Regression? Phooey! “The Hitting Machine” continues to grace the barrel of his bat with the presence of every baseball he meets, providing a spray-it-all approach the Orioles were hoping he would bring.

So, two nights ago, when the Orioles prequeled their 12-6 win with a 11-7 win that concluded deep into the night, you could really tell Padres’ starting pitcher Erik Johnson wasn’t having much fun.

His body language was sour, his face was pouty, but I guess inning after inning of missed spots and whiplash can do that to just about anybody. Well, in the top of the 5th inning, after J.J. Hardy singled, Hyun Soo Kim stumbled to the plate.

Kim had an interesting plate appearance in the top of the 3rd inning, where he lined a 106 MPH line drive to center field, only to be robbed by Melvin Upton Jr., who decided to have the best three innings of his life that night.

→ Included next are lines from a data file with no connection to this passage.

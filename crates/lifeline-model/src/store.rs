//! On-disk persistence of [`Snapshot`]s.
//!
//! A store root holds at most these entries:
//!
//! ```text
//! <root>/
//! ├── current/              committed snapshot
//! │   ├── encoder.json
//! │   ├── normalizer.json
//! │   ├── classifier.json
//! │   └── training_stats.json
//! ├── previous/             prior snapshot, only while a commit is in flight
//! └── .staging-<pid>/       snapshot being written
//! ```
//!
//! [`ModelStore::save`] writes every artifact into the staging directory first and then commits
//! with directory renames, so a reader never observes a mix of old and new artifacts. If the
//! process dies between moving `current/` aside and renaming the staging directory into place,
//! [`ModelStore::load`] falls back to `previous/`.

use std::{
    fs::{self, File},
    io::{self, BufReader, BufWriter, Write as _},
    path::{Path, PathBuf},
    process,
};

use lifeline_features::{encoder::FeatureEncoder, normalizer::FeatureNormalizer};
use lifeline_forest::forest::RandomForest;
use serde::{Deserialize, Serialize, de::DeserializeOwned};

use crate::snapshot::{ModelError, Snapshot, TrainingStats};

pub const CURRENT_DIR: &str = "current";
pub const PREVIOUS_DIR: &str = "previous";

const ENCODER_FILE: &str = "encoder.json";
const NORMALIZER_FILE: &str = "normalizer.json";
const CLASSIFIER_FILE: &str = "classifier.json";
const TRAINING_STATS_FILE: &str = "training_stats.json";

#[derive(Debug, derive_more::Display, derive_more::Error)]
pub enum StoreError {
    #[display("failed to {action} {}: {source}", path.display())]
    Io {
        action: &'static str,
        path: PathBuf,
        source: io::Error,
    },
    #[display("malformed model artifact {}: {source}", path.display())]
    Json {
        path: PathBuf,
        source: serde_json::Error,
    },
    #[display("inconsistent model snapshot in {}: {source}", path.display())]
    Inconsistent { path: PathBuf, source: ModelError },
}

impl StoreError {
    fn io(action: &'static str, path: &Path) -> impl FnOnce(io::Error) -> Self {
        let path = path.to_owned();
        move |source| Self::Io {
            action,
            path,
            source,
        }
    }
}

#[derive(Debug, Clone, PartialEq, Eq, Serialize, Deserialize)]
pub struct StoreConfig {
    /// Directory that holds the snapshot directories.
    pub root: PathBuf,
}

impl StoreConfig {
    pub const DEFAULT_ROOT: &str = "model";

    #[must_use]
    pub fn new(root: impl Into<PathBuf>) -> Self {
        Self { root: root.into() }
    }
}

impl Default for StoreConfig {
    fn default() -> Self {
        Self::new(Self::DEFAULT_ROOT)
    }
}

#[derive(Debug, Clone)]
pub struct ModelStore {
    config: StoreConfig,
}

impl ModelStore {
    #[must_use]
    pub fn new(config: StoreConfig) -> Self {
        Self { config }
    }

    #[must_use]
    pub fn root(&self) -> &Path {
        &self.config.root
    }

    /// `true` if a committed (or recoverable) snapshot is on disk.
    #[must_use]
    pub fn exists(&self) -> bool {
        self.current_dir().is_dir() || self.previous_dir().is_dir()
    }

    fn current_dir(&self) -> PathBuf {
        self.config.root.join(CURRENT_DIR)
    }

    fn previous_dir(&self) -> PathBuf {
        self.config.root.join(PREVIOUS_DIR)
    }

    /// Persists `snapshot`, fully replacing whatever was committed before.
    ///
    /// The snapshot is validated first, so nothing is written for a snapshot that
    /// [`Self::load`] would reject.
    pub fn save(&self, snapshot: &Snapshot) -> Result<(), StoreError> {
        let root = self.root();
        snapshot
            .validate()
            .map_err(|source| StoreError::Inconsistent {
                path: root.to_owned(),
                source,
            })?;
        fs::create_dir_all(root).map_err(StoreError::io("create directory", root))?;

        let staging = root.join(format!(".staging-{}", process::id()));
        if staging.exists() {
            fs::remove_dir_all(&staging).map_err(StoreError::io("remove", &staging))?;
        }
        fs::create_dir(&staging).map_err(StoreError::io("create directory", &staging))?;
        if let Err(e) = write_artifacts(&staging, snapshot) {
            remove_staging(&staging);
            return Err(e);
        }

        let current = self.current_dir();
        let previous = self.previous_dir();
        if current.is_dir() {
            if previous.exists() {
                fs::remove_dir_all(&previous).map_err(StoreError::io("remove", &previous))?;
            }
            fs::rename(&current, &previous).map_err(StoreError::io("move aside", &current))?;
        }
        if let Err(e) = fs::rename(&staging, &current) {
            remove_staging(&staging);
            return Err(StoreError::io("commit", &staging)(e));
        }
        if previous.exists() {
            if let Err(e) = fs::remove_dir_all(&previous) {
                tracing::warn!(
                    path = %previous.display(),
                    error = %e,
                    "failed to remove previous snapshot"
                );
            }
        }

        tracing::info!(
            path = %current.display(),
            samples = snapshot.stats().samples,
            features = snapshot.stats().features,
            "model snapshot saved"
        );
        Ok(())
    }

    /// Loads the committed snapshot, or `None` when nothing has been saved yet.
    ///
    /// A present but unreadable `current/` is an error; `previous/` is only consulted when
    /// `current/` is missing.
    pub fn load(&self) -> Result<Option<Snapshot>, StoreError> {
        let current = self.current_dir();
        let dir = if current.is_dir() {
            current
        } else {
            let previous = self.previous_dir();
            if !previous.is_dir() {
                tracing::debug!(root = %self.root().display(), "no model snapshot on disk");
                return Ok(None);
            }
            tracing::warn!(
                path = %previous.display(),
                "committed snapshot missing; recovering the previous one"
            );
            previous
        };

        let snapshot = read_snapshot(&dir)?;
        tracing::info!(
            path = %dir.display(),
            samples = snapshot.stats().samples,
            features = snapshot.stats().features,
            "model snapshot loaded"
        );
        Ok(Some(snapshot))
    }
}

fn remove_staging(staging: &Path) {
    if let Err(e) = fs::remove_dir_all(staging) {
        tracing::warn!(
            path = %staging.display(),
            error = %e,
            "failed to remove staging directory"
        );
    }
}

fn write_artifacts(dir: &Path, snapshot: &Snapshot) -> Result<(), StoreError> {
    write_json(&dir.join(ENCODER_FILE), snapshot.encoder())?;
    write_json(&dir.join(NORMALIZER_FILE), snapshot.normalizer())?;
    write_json(&dir.join(CLASSIFIER_FILE), snapshot.forest())?;
    write_json(&dir.join(TRAINING_STATS_FILE), snapshot.stats())?;
    Ok(())
}

fn read_snapshot(dir: &Path) -> Result<Snapshot, StoreError> {
    let encoder: FeatureEncoder = read_json(&dir.join(ENCODER_FILE))?;
    let normalizer: FeatureNormalizer = read_json(&dir.join(NORMALIZER_FILE))?;
    let forest: RandomForest = read_json(&dir.join(CLASSIFIER_FILE))?;
    let stats: TrainingStats = read_json(&dir.join(TRAINING_STATS_FILE))?;
    Snapshot::from_parts(encoder, normalizer, forest, stats).map_err(|source| {
        StoreError::Inconsistent {
            path: dir.to_owned(),
            source,
        }
    })
}

fn write_json<T>(path: &Path, value: &T) -> Result<(), StoreError>
where
    T: Serialize,
{
    let file = File::create(path).map_err(StoreError::io("create", path))?;
    let mut writer = BufWriter::new(file);
    serde_json::to_writer_pretty(&mut writer, value).map_err(|source| StoreError::Json {
        path: path.to_owned(),
        source,
    })?;
    writer.flush().map_err(StoreError::io("write", path))?;
    writer
        .get_ref()
        .sync_all()
        .map_err(StoreError::io("sync", path))?;
    Ok(())
}

fn read_json<T>(path: &Path) -> Result<T, StoreError>
where
    T: DeserializeOwned,
{
    let file = File::open(path).map_err(StoreError::io("open", path))?;
    serde_json::from_reader(BufReader::new(file)).map_err(|source| StoreError::Json {
        path: path.to_owned(),
        source,
    })
}

#[cfg(test)]
mod tests {
    use lifeline_forest::params::ForestParams;
    use tempfile::TempDir;

    use super::*;
    use crate::{snapshot::tests::sample_records, training::TrainingSet};

    fn snapshot() -> Snapshot {
        let set = TrainingSet::from_records(&sample_records()).unwrap();
        Snapshot::fit(&set, ForestParams::DEFAULT).unwrap()
    }

    fn store(dir: &TempDir) -> ModelStore {
        ModelStore::new(StoreConfig::new(dir.path().join("model")))
    }

    #[test]
    fn test_load_without_snapshot_is_none() {
        let dir = TempDir::new().unwrap();
        let store = store(&dir);
        assert!(!store.exists());
        assert!(store.load().unwrap().is_none());
    }

    #[test]
    fn test_save_then_load_round_trips() {
        let dir = TempDir::new().unwrap();
        let store = store(&dir);
        let saved = snapshot();
        store.save(&saved).unwrap();

        assert!(store.exists());
        assert!(store.root().join(CURRENT_DIR).join(CLASSIFIER_FILE).is_file());
        assert!(!store.root().join(PREVIOUS_DIR).exists());
        assert_eq!(store.load().unwrap().unwrap(), saved);
    }

    #[test]
    fn test_resave_replaces_and_cleans_up() {
        let dir = TempDir::new().unwrap();
        let store = store(&dir);
        store.save(&snapshot()).unwrap();
        let second = snapshot();
        store.save(&second).unwrap();

        assert_eq!(store.load().unwrap().unwrap(), second);
        let entries = fs::read_dir(store.root())
            .unwrap()
            .map(|e| e.unwrap().file_name().into_string().unwrap())
            .collect::<Vec<_>>();
        assert_eq!(entries, [CURRENT_DIR]);
    }

    #[test]
    fn test_recovers_previous_after_interrupted_commit() {
        let dir = TempDir::new().unwrap();
        let store = store(&dir);
        let saved = snapshot();
        store.save(&saved).unwrap();
        fs::rename(
            store.root().join(CURRENT_DIR),
            store.root().join(PREVIOUS_DIR),
        )
        .unwrap();

        assert!(store.exists());
        assert_eq!(store.load().unwrap().unwrap(), saved);

        let next = snapshot();
        store.save(&next).unwrap();
        assert!(!store.root().join(PREVIOUS_DIR).exists());
        assert_eq!(store.load().unwrap().unwrap(), next);
    }

    #[test]
    fn test_corrupt_artifact_is_reported() {
        let dir = TempDir::new().unwrap();
        let store = store(&dir);
        store.save(&snapshot()).unwrap();
        let path = store.root().join(CURRENT_DIR).join(NORMALIZER_FILE);
        fs::write(&path, "{ not json").unwrap();

        let err = store.load().unwrap_err();
        assert!(matches!(&err, StoreError::Json { path: p, .. } if *p == path));
        assert!(err.to_string().contains(NORMALIZER_FILE));
    }

    #[test]
    fn test_failed_commit_removes_staging() {
        let dir = TempDir::new().unwrap();
        let store = store(&dir);
        fs::create_dir_all(store.root()).unwrap();
        // a plain file where the snapshot directory belongs makes the rename fail
        fs::write(store.root().join(CURRENT_DIR), "").unwrap();

        let err = store.save(&snapshot()).unwrap_err();
        assert!(matches!(err, StoreError::Io { action: "commit", .. }));
        let entries = fs::read_dir(store.root())
            .unwrap()
            .map(|e| e.unwrap().file_name().into_string().unwrap())
            .collect::<Vec<_>>();
        assert_eq!(entries, [CURRENT_DIR]);
    }

    #[test]
    fn test_missing_artifact_is_reported() {
        let dir = TempDir::new().unwrap();
        let store = store(&dir);
        store.save(&snapshot()).unwrap();
        fs::remove_file(store.root().join(CURRENT_DIR).join(ENCODER_FILE)).unwrap();

        let err = store.load().unwrap_err();
        assert!(matches!(err, StoreError::Io { action: "open", .. }));
    }
}
//! Train/predict pipeline and model persistence for astronaut survival prediction.
//!
//! This crate ties the feature pipeline ([`lifeline_features`]), the classifier
//! ([`lifeline_forest`]) and the rule-based assessments ([`lifeline_assess`]) together behind
//! one in-process boundary, [`service::SurvivalService`].
//!
//! # Training
//!
//! ```text
//! raw records ──▶ TrainingSet (label validation, coercion)
//!             ──▶ FeatureEncoder::fit ──▶ FeatureNormalizer::fit ──▶ RandomForest::fit
//!             ──▶ Snapshot ──▶ ModelStore::save ──▶ swap into the service
//! ```
//!
//! # Inference
//!
//! ```text
//! raw record ──▶ Observation ──▶ encode ──▶ normalize ──▶ vote shares
//!            ──▶ { risk::assess, feedback::generate } ──▶ Prediction
//! ```
//!
//! # State
//!
//! A [`snapshot::Snapshot`] is immutable once built. The service holds a single swappable
//! reference to the current one; inference clones the reference once per request and
//! training swaps it only after the new snapshot has been persisted. A failed training call
//! therefore never disturbs the snapshot in use.
//!
//! # Example
//!
//! ```no_run
//! use lifeline_model::{service::SurvivalService, store::{ModelStore, StoreConfig}};
//! use serde_json::{Map, Value, json};
//! # fn main() -> Result<(), Box<dyn std::error::Error>> {
//!
//! let service = SurvivalService::new(ModelStore::new(StoreConfig::default()));
//!
//! let records: Vec<Map<String, Value>> = serde_json::from_value(json!([
//!     {"oxygen_level": 21.0, "co2_level": 0.3, "status": "alive"},
//!     {"oxygen_level": 14.0, "co2_level": 2.1, "status": "dead"},
//! ]))?;
//! let stats = service.train(&records)?;
//! println!("trained on {} samples", stats.samples);
//!
//! let query: Map<String, Value> = serde_json::from_value(json!({"oxygen_level": 20.0}))?;
//! let prediction = service.predict(&query)?;
//! println!("{} ({:.1}%)", prediction.astronaut_status, prediction.confidence * 100.0);
//! # Ok(())
//! # }
//! ```

use lifeline_features::observation::SchemaError;

use crate::{snapshot::ModelError, store::StoreError, training::ValidationError};

pub mod prediction;
pub mod service;
pub mod snapshot;
pub mod store;
pub mod training;

pub use lifeline_assess::risk::RiskLevel;
pub use lifeline_features::label::Label;

/// Every way a request to the service can fail. All variants are terminal for the request.
#[derive(Debug, derive_more::Display, derive_more::Error)]
pub enum LifelineError {
    #[display("invalid training data: {_0}")]
    Validation(ValidationError),
    #[display("unencodable observation: {_0}")]
    Schema(SchemaError),
    #[display("no trained model is available; train a model first")]
    NotTrained,
    #[display("model error: {_0}")]
    Model(ModelError),
    #[display("{_0}")]
    Store(StoreError),
}

impl LifelineError {
    /// `true` for failures caused by the caller's input rather than by the service.
    #[must_use]
    pub fn is_client_error(&self) -> bool {
        matches!(
            self,
            Self::Validation(_) | Self::Schema(_) | Self::NotTrained
        )
    }
}
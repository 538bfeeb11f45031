use serde::{Deserialize, Serialize};

/// Reserved record field holding the training label. Never used as a feature.
pub const LABEL_FIELD: &str = "status";

/// Binary survival status.
#[derive(
    Debug,
    Clone,
    Copy,
    PartialEq,
    Eq,
    Hash,
    PartialOrd,
    Ord,
    Serialize,
    Deserialize,
    derive_more::Display,
)]
#[serde(rename_all = "lowercase")]
pub enum Label {
    #[display("alive")]
    Alive,
    #[display("dead")]
    Dead,
}

impl Label {
    pub const ALL: [Self; 2] = [Self::Alive, Self::Dead];

    /// Parses the exact wire form (`"alive"` or `"dead"`). Matching is case-sensitive.
    #[must_use]
    pub fn parse(text: &str) -> Option<Self> {
        match text {
            "alive" => Some(Self::Alive),
            "dead" => Some(Self::Dead),
            _ => None,
        }
    }

    #[must_use]
    pub fn as_str(self) -> &'static str {
        match self {
            Self::Alive => "alive",
            Self::Dead => "dead",
        }
    }

    /// Resolves a vote share into a label. An even split resolves to [`Label::Dead`].
    #[must_use]
    pub fn from_alive_share(alive_share: f64) -> Self {
        if alive_share > 0.5 {
            Self::Alive
        } else {
            Self::Dead
        }
    }
}
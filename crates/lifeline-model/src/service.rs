use std::sync::{Arc, Mutex, PoisonError, RwLock};

use lifeline_features::{label::LABEL_FIELD, observation::Observation};
use lifeline_forest::params::ForestParams;
use serde_json::{Map, Value};

use crate::{
    LifelineError,
    prediction::{ModelInfo, Prediction},
    snapshot::{Snapshot, TrainingStats},
    store::ModelStore,
    training::TrainingSet,
};

/// Trains and serves one model snapshot.
///
/// `predict` and `model_info` may run concurrently with each other and with `train`; they take
/// a reference to the current snapshot up front and keep using it even if a training call
/// swaps in a new one meanwhile. Training calls are serialized.
#[derive(Debug)]
pub struct SurvivalService {
    store: ModelStore,
    current: RwLock<Option<Arc<Snapshot>>>,
    training: Mutex<()>,
}

impl SurvivalService {
    #[must_use]
    pub fn new(store: ModelStore) -> Self {
        Self {
            store,
            current: RwLock::new(None),
            training: Mutex::new(()),
        }
    }

    #[must_use]
    pub fn store(&self) -> &ModelStore {
        &self.store
    }

    /// Fits a new snapshot on `records`, persists it and makes it current.
    ///
    /// On any error the previously committed snapshot stays in place, both in memory and on
    /// disk.
    pub fn train(&self, records: &[Map<String, Value>]) -> Result<TrainingStats, LifelineError> {
        let _guard = self
            .training
            .lock()
            .unwrap_or_else(PoisonError::into_inner);

        let set = TrainingSet::from_records(records).map_err(LifelineError::Validation)?;
        let snapshot = Snapshot::fit(&set, ForestParams::DEFAULT).map_err(LifelineError::Model)?;
        self.store.save(&snapshot).map_err(LifelineError::Store)?;

        let stats = snapshot.stats().clone();
        *self
            .current
            .write()
            .unwrap_or_else(PoisonError::into_inner) = Some(Arc::new(snapshot));
        Ok(stats)
    }

    /// Predicts survival for one raw record.
    ///
    /// A `status` field in the record, if any, is ignored.
    pub fn predict(&self, record: &Map<String, Value>) -> Result<Prediction, LifelineError> {
        let snapshot = self.snapshot()?.ok_or(LifelineError::NotTrained)?;
        let observation = Observation::from_record_excluding(record, &[LABEL_FIELD])
            .map_err(LifelineError::Schema)?;
        let provided_fields = record.keys().cloned().collect::<Vec<_>>();

        let prediction = Prediction::evaluate(&snapshot, provided_fields, &observation)
            .map_err(LifelineError::Model)?;
        tracing::debug!(
            status = %prediction.astronaut_status,
            confidence = prediction.confidence,
            risk = %prediction.risk_level,
            fields = prediction.metrics.field_count,
            unknown = prediction.metrics.unknown_fields.len(),
            "prediction served"
        );
        Ok(prediction)
    }

    pub fn model_info(&self) -> Result<ModelInfo, LifelineError> {
        Ok(self
            .snapshot()?
            .map_or_else(ModelInfo::untrained, |snapshot| {
                ModelInfo::from_snapshot(&snapshot)
            }))
    }

    /// `true` if a snapshot is in memory or could be loaded from the store.
    #[must_use]
    pub fn is_trained(&self) -> bool {
        let loaded = self
            .current
            .read()
            .unwrap_or_else(PoisonError::into_inner)
            .is_some();
        loaded || self.store.exists()
    }

    /// Returns the current snapshot, loading it from the store on first use.
    fn snapshot(&self) -> Result<Option<Arc<Snapshot>>, LifelineError> {
        if let Some(snapshot) = self
            .current
            .read()
            .unwrap_or_else(PoisonError::into_inner)
            .as_ref()
        {
            return Ok(Some(Arc::clone(snapshot)));
        }

        let mut current = self
            .current
            .write()
            .unwrap_or_else(PoisonError::into_inner);
        if let Some(snapshot) = current.as_ref() {
            return Ok(Some(Arc::clone(snapshot)));
        }
        let loaded = self
            .store
            .load()
            .map_err(LifelineError::Store)?
            .map(Arc::new);
        current.clone_from(&loaded);
        Ok(loaded)
    }
}
//! Validation of labelled training records.

use lifeline_features::{
    label::{LABEL_FIELD, Label},
    observation::{Observation, SchemaError},
};
use serde_json::{Map, Value};

#[derive(Debug, Clone, PartialEq, derive_more::Display, derive_more::Error)]
pub enum ValidationError {
    #[display("training data contains no records")]
    Empty,
    #[display("record {index} has no `status` field")]
    MissingLabel { index: usize },
    #[display("record {index} has a non-string `status` value")]
    NonStringLabel { index: usize },
    #[display(
        "found {count} invalid `status` values (first at record {first_index}: \
         {first_value:?}); must be \"alive\" or \"dead\""
    )]
    InvalidLabels {
        count: usize,
        first_index: usize,
        first_value: String,
    },
    #[display("record {index}: {source}")]
    InvalidFeature { index: usize, source: SchemaError },
}

/// Labelled observations ready to be fitted.
#[derive(Debug, Clone, PartialEq)]
pub struct TrainingSet {
    observations: Vec<Observation>,
    labels: Vec<Label>,
}

impl TrainingSet {
    /// Validates and coerces raw records.
    ///
    /// Labels are checked before any feature is coerced, so a bad label is reported even when
    /// the same record also carries a bad feature.
    ///
    /// A record without a string `status` stops validation at that record with
    /// [`ValidationError::MissingLabel`] or [`ValidationError::NonStringLabel`], even if earlier
    /// records carried unrecognized label values. Only when every record has a string label are
    /// the unrecognized values counted and reported together as
    /// [`ValidationError::InvalidLabels`].
    pub fn from_records(records: &[Map<String, Value>]) -> Result<Self, ValidationError> {
        if records.is_empty() {
            return Err(ValidationError::Empty);
        }

        let mut labels = Vec::with_capacity(records.len());
        let mut invalid: Option<(usize, String)> = None;
        let mut invalid_count = 0;
        for (index, record) in records.iter().enumerate() {
            let value = record
                .get(LABEL_FIELD)
                .ok_or(ValidationError::MissingLabel { index })?;
            let text = value
                .as_str()
                .ok_or(ValidationError::NonStringLabel { index })?;
            match Label::parse(text) {
                Some(label) => labels.push(label),
                None => {
                    invalid_count += 1;
                    invalid.get_or_insert_with(|| (index, text.to_owned()));
                }
            }
        }
        if let Some((first_index, first_value)) = invalid {
            return Err(ValidationError::InvalidLabels {
                count: invalid_count,
                first_index,
                first_value,
            });
        }

        let observations = records
            .iter()
            .enumerate()
            .map(|(index, record)| {
                Observation::from_record_excluding(record, &[LABEL_FIELD])
                    .map_err(|source| ValidationError::InvalidFeature { index, source })
            })
            .collect::<Result<Vec<_>, _>>()?;

        Ok(Self {
            observations,
            labels,
        })
    }

    #[must_use]
    pub fn observations(&self) -> &[Observation] {
        &self.observations
    }

    #[must_use]
    pub fn labels(&self) -> &[Label] {
        &self.labels
    }

    #[must_use]
    pub fn len(&self) -> usize {
        self.labels.len()
    }

    #[must_use]
    pub fn is_empty(&self) -> bool {
        self.labels.is_empty()
    }

    #[must_use]
    pub fn count(&self, label: Label) -> usize {
        self.labels.iter().filter(|l| **l == label).count()
    }
}

#[cfg(test)]
mod tests {
    use serde_json::json;

    use super::*;

    fn records(value: Value) -> Vec<Map<String, Value>> {
        serde_json::from_value(value).unwrap()
    }

    #[test]
    fn test_accepts_valid_records() {
        let set = TrainingSet::from_records(&records(json!([
            {"oxygen_level": 20, "status": "alive"},
            {"oxygen_level": 15, "co2_level": 2.0, "status": "dead"},
            {"temperature": 22, "status": "alive"},
        ])))
        .unwrap();
        assert_eq!(set.len(), 3);
        assert_eq!(set.count(Label::Alive), 2);
        assert_eq!(set.count(Label::Dead), 1);
        assert_eq!(set.observations()[1].get("co2_level"), Some(2.0));
        assert_eq!(set.observations()[0].get(LABEL_FIELD), None);
    }

    #[test]
    fn test_rejects_empty() {
        assert_eq!(
            TrainingSet::from_records(&[]).unwrap_err(),
            ValidationError::Empty
        );
    }

    #[test]
    fn test_rejects_missing_label() {
        let err = TrainingSet::from_records(&records(json!([
            {"oxygen_level": 20, "status": "alive"},
            {"oxygen_level": 15},
        ])))
        .unwrap_err();
        assert_eq!(err, ValidationError::MissingLabel { index: 1 });
    }

    #[test]
    fn test_rejects_non_string_label() {
        let err = TrainingSet::from_records(&records(json!([{"status": 1}]))).unwrap_err();
        assert_eq!(err, ValidationError::NonStringLabel { index: 0 });
    }

    #[test]
    fn test_counts_invalid_labels() {
        let err = TrainingSet::from_records(&records(json!([
            {"oxygen_level": 20, "status": "alive"},
            {"oxygen_level": 15, "status": "unknown"},
            {"oxygen_level": 16, "status": "Dead"},
        ])))
        .unwrap_err();
        assert_eq!(
            err,
            ValidationError::InvalidLabels {
                count: 2,
                first_index: 1,
                first_value: "unknown".to_owned(),
            }
        );
        assert!(err.to_string().contains("2 invalid"));
    }

    #[test]
    fn test_structural_label_problem_takes_precedence() {
        let err = TrainingSet::from_records(&records(json!([
            {"oxygen_level": 20, "status": "ALIVE"},
            {"oxygen_level": 15, "status": "unknown"},
            {"oxygen_level": 16},
        ])))
        .unwrap_err();
        assert_eq!(err, ValidationError::MissingLabel { index: 2 });
    }

    #[test]
    fn test_rejects_non_numeric_feature() {
        let err = TrainingSet::from_records(&records(json!([
            {"oxygen_level": 20, "status": "alive"},
            {"oxygen_level": "low", "status": "dead"},
        ])))
        .unwrap_err();
        match err {
            ValidationError::InvalidFeature { index, source } => {
                assert_eq!(index, 1);
                assert_eq!(source.field, "oxygen_level");
            }
            other => panic!("unexpected error: {other}"),
        }
    }
}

So, Kim goes through his pre-swing routine, steps into the box, sees a first-pitch fastball and WHAMMY! He belted his second-career big league dinger over the right field fence, a 108 MPH laser that Upton Jr. deemed unworthy of his Mr. Fantastic powers. Johnson, who did more stargazing than pitching, aimed his two-seamer JUUUUUUST a bit narrow.

Immediately following the home run, my dad texts me, saying only:

“Kim Kim Kim”

Responded by:

“That’s my guy!”

And it’s true. He is my guy.

Orioles fans have been lucky in 2016. To name a few, the expedient plate maturity of Jonathan Schoop, Mark Trumbo’s bombastic transition to Baltimore, and Manny Machado’s blossoming into truly one of baseball’s top three or four players have encapsulated the Orioles’ current 47-30 start. The O’s debunking Jay Jaffe and the entire CBS Sports staff is a labeled mountain the Orioles understand, but time and again are fit to climb.

Heaping deserved praise on the trio is well-earned, but to understate the impact of Hyun Soo Kim is to undermine just his frustratingly unique transition to Major League Baseball. Forget the infamous 0-23 spring start, polite declination to Triple-A and sparse early playing time. Despite the initial obstacles, Kim has actually made hitting big league pitching look, well, look easy.

Sometimes the term “spray chart” can be misplaced, because you kind of expect a “spray” to represent more of a mess, but in Kim’s case, messy is good. Perhaps the single most impressive aspect of Kim’s game thus far has been his acceptance of left field.

Pitchers have made a concerted effort to pitch Kim away with the hard stuff, and he’s had no issue going the opposite way. You’ll often hear hitters, TV guys and others say a hitter is really “seeing” the baseball well when they succeed the other way, and the fundamentals behind it are easily understood.

In summation, by letting the baseball travel deeper into the zone, the bat head doesn’t drift . Someone like Pedro Alvarez has a habit of lunging over the plate to reach the outside pitch, and as soon as his top-half collapses bending over to hit the outside pitch, he forfeits his power.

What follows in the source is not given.